Billy Talent – ‘Hits’

By Rob Barbour

You’ve got to feel for whoever at Warners was tasked with choosing a name for this, a collection of tracks from the four albums thus far produced by glossy Canadian punks Billy Talent.  ‘The Best Of Billy Talent’, for example, would have been disingenuous as that album was released in 2003 and simply titled ‘Billy Talent’. Its chosen title of ‘Hits’ is also something of a misnomer, though, as this table of the band’s international singles chart performances shows. We would have gone with ‘Billy Talent: The Glaringly Obvious Playlist’, but then there’s probably a reason our job doesn’t involve naming anthology albums for major label artists.

We’re being glib, but this release does prompt the question: who is this record for? We loved ‘Billy Talent’,  ‘Billy Talent II’ and 2012’s ‘Dead Silence’. Presumably anyone else who did already owns those records; those who don’t aren’t going to be prompted to buy any of them by this bizarre, arbitrary selection of tracks from BT’s back catalogue. The inclusion of two new tracks might have worked to get fans to shell out for songs they already owned back in the days before iTunes and Spotify but in 2015, when even fans of One Direction are calling out major labels for cynical marketing tricks, there’s really no explanation for this album’s existence.

The tracks-per-album balance feels about right, even if it does suggest a lack of confidence in the band’s post-BT2 material; a lack of confidence which is not entirely unfounded as the chronological sequencing serves to highlight just how bland 2009’s ‘Billy Talent III’ really was. Certified classics ‘Try Honesty’, ‘River Below’ and ‘Devil In A Midnight Mass’ all stand the test of time but BT3 lead-off track ‘Devil On My Shoulder’ sounds like a band running out of batteries even when following BT2’s energetic low-point ‘Surrender’.  And Ian D’sa’s guitar solo on ‘Rusted From The Rain’ still kills, coming out of nowhere with a kick that has no place slumming it on such a dirge.

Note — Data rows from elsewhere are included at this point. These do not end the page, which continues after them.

//! Query-state controller for the paginated transaction list
//!
//! Four pieces cooperate here:
//! - [`catalog`]: the fixed registry of filterable fields and their
//!   value coercion rules
//! - [`query`]: the mutable sort/filter/page state and its
//!   translation into wire parameters
//! - [`paging`]: the pagination-window algorithm
//! - [`controller`]: one-fetch-per-change orchestration against a
//!   [`finview_client::TransactionSource`]

pub mod catalog;
pub mod controller;
pub mod error;
pub mod paging;
pub mod query;

pub use catalog::{FilterCatalog, FilterField, FilterValueKind, DEFAULT_FILTER_FIELD};
pub use controller::ListController;
pub use error::{CoreError, CoreResult};
pub use paging::{nav_state, page_window, NavState, PageItem};
pub use query::{
    ActiveFilter, PageState, QueryState, SortConfig, SortDirection, DEFAULT_ROWS_PER_PAGE,
    DEFAULT_SORT_KEY, ROWS_PER_PAGE_CHOICES,
};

‘Viking Death March’ and ‘Surprise Surprise’ are even better than we remember, though, and got us listening to ‘Dead Silence’ in its entirety again. So perhaps that’s the point. If we’re lucky, this is simply a placeholder to remind us of what we loved about Billy Talent and if that’s the case then ‘Kingdom of Zod’ is a promising trailer for any fifth album. But as anemic, balladesque album closer ‘Chasing The Sun’ literally contains the lyric ‘the swans sing a song’ (subtle guys, real subtle), we won’t be holding our breaths.

If it does transpire that this is the last we hear from Billy Talent, ‘Hits’ is as good a place as any to start when it comes to compiling your personal ‘Best Of’ playlist but unless there’s a swathe of fans out there with upcoming birthdays and no functioning internet connection, it remains an odd decision both creatively and commercially.